Надеюсь, можно не напоминать, что этот донжуанский список не означает перечня женщин, с которыми Мандельштам был близок.
Дама, которая «через плечо поглядела», – это так называемая Бяка (Вера Артуровна), тогда подруга жизни С. Ю. Судейкина, а ныне супруга Игоря Стравинского.
В Воронеже Осип дружил с Наташей Штемпель.
Легенда о его увлечении Анной Радловой ни на чем не основана.
Архистратиг вошел в иконостас…
В ночной тиши запахло валерьяном.
Архистратиг мне задает вопросы,
К чему тебе …. косы
И плеч твоих сияющий атлас… –

т. е. пародию на стихи Радловой – он сочинил из веселого зловредства, а не par dépit и с притворным ужасом где-то в гостях шепнул мне: «Архистратиг дошел!», т. е.
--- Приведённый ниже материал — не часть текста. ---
use thiserror::Error;

use std::path::PathBuf;

use crate::href::ObjectKind;

#[derive(Debug, Error)]
pub enum PerimeterError {
    #[error("invalid {kind} href '{href}': {reason}")]
    InvalidHref {
        kind: ObjectKind,
        href: String,
        reason: String,
    },

    #[error("{path}: an actor reference is required")]
    ActorRequired { path: String },

    #[error("{path}: only one actor is allowed per block, found {}", populated.join(", "))]
    ActorCardinality { path: String, populated: Vec<String> },

    #[error("{path}: actor kind '{kind}' is not allowed in this context")]
    ActorNotAllowed { path: String, kind: &'static str },

    #[error("{path}: sentinel value '{value}' is not allowed in this context")]
    SentinelNotAllowed { path: String, value: String },

    #[error("scope group {group}: {count} members exceed the maximum of {max}")]
    ScopeCardinality {
        group: usize,
        count: usize,
        max: usize,
    },

    #[error("{path}: to_port {to_port} must be greater than port {port}")]
    PortRange {
        path: String,
        port: u16,
        to_port: u16,
    },

    #[error("{path}: {reason}")]
    ProtocolFieldConflict { path: String, reason: String },

    #[error("{path}: exactly one of {} must be set, found {}", expected.join(", "), populated.len())]
    MutualExclusion {
        path: String,
        expected: Vec<String>,
        populated: Vec<String>,
    },

    #[error("{path}: expected a single-element list, found {len} elements")]
    SingletonCardinality { path: String, len: usize },

    #[error("{path}: '{value}' is not a valid {field} number")]
    InvalidNumber {
        path: String,
        field: &'static str,
        value: String,
    },

    #[error("{path}: malformed wire document: {reason}")]
    MalformedWire { path: String, reason: String },

    #[error("failed to parse config {path}: {source}")]
    ConfigParse {
        path: PathBuf,
        #[source]
        source: toml::de::Error,
    },

    #[error("I/O error: {0}")]
    Io(#[from] std::io::Error),
}
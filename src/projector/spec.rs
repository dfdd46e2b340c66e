/// How a field is shaped on the wire relative to its flat representation.
#[derive(Debug, Clone, Copy, PartialEq, Eq)]
pub enum FieldShape {
    /// Copied verbatim between wire and flat form.
    Scalar,
    /// A bare object on the wire, carried as a one-element list in the flat
    /// form. The asymmetry is a property of the flat representation and is
    /// preserved exactly on both passes.
    SingletonList,
}

/// One allow-listed field of a wire document.
#[derive(Debug, Clone, Copy)]
pub struct FieldSpec {
    pub name: &'static str,
    pub shape: FieldShape,
}

impl FieldSpec {
    pub const fn scalar(name: &'static str) -> Self {
        Self {
            name,
            shape: FieldShape::Scalar,
        }
    }

    pub const fn singleton_list(name: &'static str) -> Self {
        Self {
            name,
            shape: FieldShape::SingletonList,
        }
    }
}

/// Static allow-list of the fields one operation may read from or write to a
/// wire document. Never user-visible; declared once per object type.
#[derive(Debug, Clone, Copy)]
pub struct ProjectionSpec {
    pub fields: &'static [FieldSpec],
}

impl ProjectionSpec {
    pub const fn new(fields: &'static [FieldSpec]) -> Self {
        Self { fields }
    }

    /// Whether `name` is part of this allow-list.
    pub fn allows(&self, name: &str) -> bool {
        self.fields.iter().any(|field| field.name == name)
    }
}
pub mod blocks;
pub mod enforcement_boundary;
pub mod rule;
pub mod rule_set;

// Re-export main types
pub use enforcement_boundary::{EnforcementBoundary, RawEnforcementBoundary};
pub use rule::{RawSecurityRule, ResolveLabelsAs, SecurityRule};
pub use rule_set::{RawRuleSet, RuleSet};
Радловой кто-то сообщил об этом стихотворении.
Десятые годы – время очень важное в творческом пути Мандельштама, и об этом еще будут много думать и писать. (Виллон, Чаадаев, католичество…) О его контакте с группой «Гилея» – см. воспоминания Зенкевича.
Как воспоминание о пребывании Осипа в Петербурге в 1920 г., кроме изумительных стихов к О. Арбениной, остались еще живые, выцветшие, как наполеоновские знамена, афиши того времени – о вечерах поэзии, где имя Мандельштама стоит рядом с Гумилевым и Блоком.
Все старые петербургские вывески были еще на своих местах, но за ними, кроме пыли, мрака и зияющей пустоты, ничего не было. Сыпняк, голод, расстрелы, темнота в квартирах, сырые дрова, опухшие до неузнаваемости люди. В Гостином дворе можно было собрать большой букет полевых цветов. Догнивали знаменитые петербургские торцы. Из подвальных окон «Крафта» еще пахло шоколадом. Все кладбища были разгромлены. Город не просто изменился, а решительно превратился в свою противоположность. Но стихи люди любили (главным образом, молодежь), почти так же, как сейчас, т. е. в 1964 г.
В Царском, тогда – «Детское имени товарища Урицкого», почти у всех были козы; их почему-то всех звали Тамарами.
[Царское в 20-х годах представляло собою нечто невообразимое. Все заборы были сожжены. Над открытыми люками водопровода стояли ржавые кровати из лазаретов Первой войны, улицы заросли травой, гуляли и орали петухи всех цветов… На воротах недавно великолепного дома гр. Стенбок-Фермора красовалась огромная вывеска: Случной пункт. Но на Широкой так же терпко пахли по осеням дубы – свидетели моего детства, и вороны на соборных крестах кричали то же, что я слушала, идя по соборному скверу в гимназию, и статуи в парках глядели, как в 10-х годах. В оборванных и страшных фигурах я иногда узнавала царскоселов. Гостиный двор был закрыт.
Все каменные циркули да лиры… –

мне всю жизнь кажется, что Пушкин это про Царское сказал. И еще потрясающее:
В великолепный мрак чужого сада –

самая дерзкая строчка из когда-нибудь прочитанных или услышанных мной (однако неплохо и «священный сумрак»)].